On its initial broadcast, the episode was watched by 2.998 million viewers. It received generally positive reviews from critics, with TV Guide ranking the episode No. 95 in its 2009 list of "TV's Top 100 Episodes of All Time". BuddyTV's Don Williams deemed the finale "absolutely fantastic", and ranked it tenth on his list of the top Supernatural episodes of the first three seasons. Although he "respected the show for having the guts to follow through with [Dean's] deal"—the ending was a "complete jaw-dropper"—he pointed out the previous times the Winchesters have died and were subsequently resurrected. Memorable moments for Williams include Sam and Dean singing "Wanted Dead or Alive", and Dean admitting that his love for Sam is his main weakness. Likewise, TV Guides Tina Charles described the episode as "creepy and suspenseful and funny and sad and just plain awesome", and felt it came close to outdoing the first-season finale "Devil's Trap". Especially praised were the actors' performances. Padalecki "totally stepped up to the plate and knocked one out of the park", and Ackles was "nine kinds of awesome". On the latter, Charles noted, "From acting out Dean's stubborn ways, his inappropriate humor, those crushing looks of despair and doom and Dean's death, the man can play it all." McCormick was described as "creepy", leading to Charles' "huge compliment" of comparing the episode to The Twilight Zone. For the critic, the "totally unexpected" Bon Jovi sing-along "totally rocked" and has "instantly become a classic". Her main disappointment with the episode, however, was the lack of Sam "going dark side". Maureen Ryan of the Chicago Tribune listed the episode as one of the "gems" of the third season, and believed it likely to end up as one of her "Favorite 'Supernatural' Episodes of All Time". The San Diego Union-Tribunes Karla Peterson agreed, giving the episode a grade of A−. Although it "got off to a shaky start with some weirdly paced scenes", it ended up a "finale that wrapped us in sticky threads of old fears, mind-bending new business and one awesome Bon Jovi song".

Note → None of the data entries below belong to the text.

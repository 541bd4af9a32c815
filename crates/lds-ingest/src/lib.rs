//! lds-ingest
//!
//! Input boundary between per-region scrapers and the reconciliation core.
//!
//! Scrapers (out of tree) fetch and parse a region's pages and hand over a
//! loosely-typed bag of fields per game: [`RawGame`] with its [`RawTier`]s.
//! This crate owns those raw types, the [`RegionSource`] adapter trait and a
//! JSON / JSON-lines reader for observations dumped to disk.
//! It does **not** fetch pages, parse markup, or interpret any field.

pub mod ingest_json;
pub mod provider;

pub use ingest_json::{parse_observations_file, parse_observations_str, JsonFileSource};
pub use provider::{RawGame, RawTier, RegionSource, SourceError};
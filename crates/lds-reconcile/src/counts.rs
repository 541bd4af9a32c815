//! Scalar parsing for raw tier fields.
//!
//! Anything that does not parse cleanly is `None` ("missing"), never an
//! error: the count reconciler decides what a gap means.

use std::sync::LazyLock;

use regex::Regex;

static RE_ODDS: LazyLock<Regex> = LazyLock::new(|| {
    Regex::new(r"(?i)^(?:1\s*(?:in|:|-in-|-)\s*)?([0-9][0-9,]*(?:\.[0-9]+)?|\.[0-9]+)$").unwrap()
});

fn strip_grouping(s: &str) -> String {
    s.chars()
        .filter(|c| !c.is_whitespace() && *c != ',')
        .collect()
}

/// A non-negative prize count (`"1,350,500"`, `"42"`, `"42.0"`).
pub fn parse_count(raw: &str) -> Option<i64> {
    let cleaned = strip_grouping(raw);
    if cleaned.is_empty() {
        return None;
    }
    let n = match cleaned.parse::<i64>() {
        Ok(n) => n,
        Err(_) => {
            let f = cleaned.parse::<f64>().ok()?;
            if !f.is_finite() || f.fract() != 0.0 || f.abs() >= i64::MAX as f64 {
                return None;
            }
            f as i64
        }
    };
    (n >= 0).then_some(n)
}

/// Odds as the `N` of "1 in N". Accepts `"1 in 4.25"`, `"1:4"`,
/// `"1-in-3.20"` and a bare `"4.25"`. Non-positive odds are missing.
pub fn parse_odds(raw: &str) -> Option<f64> {
    let caps = RE_ODDS.captures(raw.trim())?;
    let n: f64 = caps[1].replace(',', "").parse().ok()?;
    (n.is_finite() && n > 0.0).then_some(n)
}

/// A plain currency amount (`"$1,000"`, `"10"`, `"$2.50"`).
pub fn parse_currency(raw: &str) -> Option<f64> {
    let cleaned: String = strip_grouping(raw)
        .trim_start_matches('$')
        .to_string();
    if cleaned.is_empty() {
        return None;
    }
    let v: f64 = cleaned.parse().ok()?;
    (v.is_finite() && v >= 0.0).then_some(v)
}

#[cfg(test)]
mod tests {
    use super::*;

    #[test]
    fn counts_accept_grouping() {
        assert_eq!(parse_count("1,350,500"), Some(1_350_500));
        assert_eq!(parse_count(" 42 "), Some(42));
        assert_eq!(parse_count("42.0"), Some(42));
    }

    #[test]
    fn bad_counts_are_missing() {
        assert_eq!(parse_count(""), None);
        assert_eq!(parse_count("-3"), None);
        assert_eq!(parse_count("n/a"), None);
        assert_eq!(parse_count("4.5"), None);
    }

    #[test]
    fn odds_forms() {
        assert_eq!(parse_odds("1 in 4.25"), Some(4.25));
        assert_eq!(parse_odds("1:4"), Some(4.0));
        assert_eq!(parse_odds("1-in-3.20"), Some(3.2));
        assert_eq!(parse_odds("1 IN 480,000"), Some(480_000.0));
        assert_eq!(parse_odds("4.25"), Some(4.25));
    }

    #[test]
    fn non_positive_odds_are_missing() {
        assert_eq!(parse_odds("0"), None);
        assert_eq!(parse_odds("1 in 0"), None);
        assert_eq!(parse_odds("-2"), None);
        assert_eq!(parse_odds("evens"), None);
    }

    #[test]
    fn currency() {
        assert_eq!(parse_currency("$1,000"), Some(1000.0));
        assert_eq!(parse_currency("$ 2.50"), Some(2.5));
        assert_eq!(parse_currency("10"), Some(10.0));
        assert_eq!(parse_currency("$"), None);
        assert_eq!(parse_currency("FREE"), None);
    }
}
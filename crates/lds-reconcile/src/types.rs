use serde::{Deserialize, Serialize};

use lds_schemas::Prize;

use crate::value::ValueRules;

/// Default years an annuity "for life" is paid out over.
pub const DEFAULT_LIFE_TERM_YEARS: u32 = 20;

/// Default currency units per "million".
pub const DEFAULT_MILLION_MULTIPLIER: f64 = 1_000_000.0;

/// Which ratio fills gaps in a tier's counts.
#[derive(Clone, Copy, Debug, Default, PartialEq, Eq, Serialize, Deserialize)]
#[serde(rename_all = "snake_case")]
pub enum RatioPolicy {
    /// The remaining ratio of the most recent tier with an observed remaining.
    #[default]
    MostRecent,
    /// One ratio pooled over every tier that reports both counts.
    Pooled,
}

/// Which odds figure drives the printed-ticket estimate.
#[derive(Clone, Copy, Debug, Default, PartialEq, Eq, Serialize, Deserialize)]
#[serde(rename_all = "snake_case")]
pub enum OddsBasis {
    /// Overall odds when published, else the top tier's odds.
    #[default]
    Auto,
    Overall,
    TopTier,
}

/// A fix for a count a source is known to publish wrong.
///
/// Matches tiers whose label equals `label` exactly and, when
/// `game_name_contains` is set, only in games whose name contains it
/// (case-insensitive).
#[derive(Clone, Debug, Default, PartialEq, Serialize, Deserialize)]
#[serde(default, deny_unknown_fields)]
pub struct Correction {
    pub label: String,
    pub game_name_contains: Option<String>,
    pub total: Option<i64>,
    pub remaining: Option<i64>,
    /// Drop the observed remaining so it is estimated from the carried ratio.
    pub estimate_remaining: bool,
}

impl Correction {
    pub fn matches(&self, game_name: &str, label: &str) -> bool {
        if self.label != label {
            return false;
        }
        match &self.game_name_contains {
            Some(needle) => game_name
                .to_ascii_lowercase()
                .contains(&needle.to_ascii_lowercase()),
            None => true,
        }
    }
}

/// Per-region reconciliation knobs.
#[derive(Clone, Debug, PartialEq, Serialize, Deserialize)]
#[serde(default, deny_unknown_fields)]
pub struct ReconcileProfile {
    /// Region code stamped on games that carry none. Not read from config.
    #[serde(skip)]
    pub region: String,
    pub life_term_years: u32,
    pub million_multiplier: f64,
    pub ratio_policy: RatioPolicy,
    pub merge_duplicate_tiers: bool,
    pub odds_basis: OddsBasis,
    pub corrections: Vec<Correction>,
}

impl Default for ReconcileProfile {
    fn default() -> Self {
        Self {
            region: String::new(),
            life_term_years: DEFAULT_LIFE_TERM_YEARS,
            million_multiplier: DEFAULT_MILLION_MULTIPLIER,
            ratio_policy: RatioPolicy::MostRecent,
            merge_duplicate_tiers: false,
            odds_basis: OddsBasis::Auto,
            corrections: Vec::new(),
        }
    }
}

impl ReconcileProfile {
    /// Config keys this profile consumes, relative to a profile section.
    pub const KEYS: &'static [&'static str] = &[
        "life_term_years",
        "million_multiplier",
        "ratio_policy",
        "merge_duplicate_tiers",
        "odds_basis",
        "corrections",
    ];

    pub fn for_region(region: impl Into<String>) -> Self {
        Self {
            region: region.into(),
            ..Self::default()
        }
    }

    pub fn value_rules(&self) -> ValueRules {
        ValueRules {
            life_term_years: self.life_term_years,
            million_multiplier: self.million_multiplier,
        }
    }

    /// First correction matching this tier, if any.
    pub fn correction_for(&self, game_name: &str, label: &str) -> Option<&Correction> {
        self.corrections.iter().find(|c| c.matches(game_name, label))
    }
}

/// A tier after parsing and value normalization, counts still unresolved.
#[derive(Clone, Debug, PartialEq)]
pub struct TierCounts {
    pub label: String,
    pub value: f64,
    pub total: Option<i64>,
    pub remaining: Option<i64>,
    pub claimed: Option<i64>,
    /// Per-tier odds as `N` in "1 in N".
    pub odds: Option<f64>,
}

impl TierCounts {
    pub fn new(label: impl Into<String>, value: f64) -> Self {
        Self {
            label: label.into(),
            value,
            total: None,
            remaining: None,
            claimed: None,
            odds: None,
        }
    }

    pub fn with_total(mut self, total: i64) -> Self {
        self.total = Some(total);
        self
    }

    pub fn with_remaining(mut self, remaining: i64) -> Self {
        self.remaining = Some(remaining);
        self
    }

    pub fn with_claimed(mut self, claimed: i64) -> Self {
        self.claimed = Some(claimed);
        self
    }

    pub fn with_odds(mut self, odds: f64) -> Self {
        self.odds = Some(odds);
        self
    }

    /// `(total, remaining)` with a gap filled from the reported claimed
    /// count, when one is reported and consistent.
    pub fn counts_with_claimed(&self) -> (Option<i64>, Option<i64>) {
        let (mut total, mut remaining) = (self.total, self.remaining);
        if let Some(claimed) = self.claimed {
            match (total, remaining) {
                (Some(t), None) if claimed <= t => remaining = Some(t - claimed),
                (None, Some(r)) => total = r.checked_add(claimed),
                _ => {}
            }
        }
        (total, remaining)
    }
}

/// A tier with fully resolved, mutually consistent counts.
///
/// `claimed == total - remaining` and every count is `>= 0`.
#[derive(Clone, Debug, PartialEq)]
pub struct ReconciledTier {
    pub label: String,
    pub value: f64,
    pub total: i64,
    pub remaining: i64,
    pub claimed: i64,
    pub odds: Option<f64>,
}

impl ReconciledTier {
    pub fn to_prize(&self) -> Prize {
        Prize::new(self.label.clone(), self.value, self.remaining, self.claimed)
    }
}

Brett Love of TV Squad, on the other hand, "[stopped] short of calling [it] an excellent finale". While the deal's payoff was "fantastic"—he was surprised by Dean's death, and looked forward to its implications for the fourth season—Love was slightly disappointed with Lilith. McCormick "impressed" him as Lilith, but he did not find her as "menacing and scary" as Fredric Lehne's Azazel. The villain's storyline of terrorizing a family would have made a "great regular episode", but was not epic enough for a finale. Diana Steenbergen of IGN felt the scenes of Lilith's shore leave briefly "[dragged] the episode down" because the viewers "understood the situation quickly enough". She otherwise liked the episode, and gave it a score of 8.9 out of 10. Steenbergen enjoyed the "first-rate brotherly scenes", and was happy that the series followed through with its promise of sending Dean to Hell, commenting that the related hellhound attack was "one of the scariest things the show has done yet". Like Charles, she applauded the acting, noting that "we feel [Dean's] fear as the deadline approaches". She went on to write that Padalecki's "best moments are in the barely contained rage at his inability to save his brother, and in his grief at losing Dean", while "Lilith and her little girl mannerisms in Ruby's body were far more chilling, and interesting, than Ruby's tough chick persona ever has been".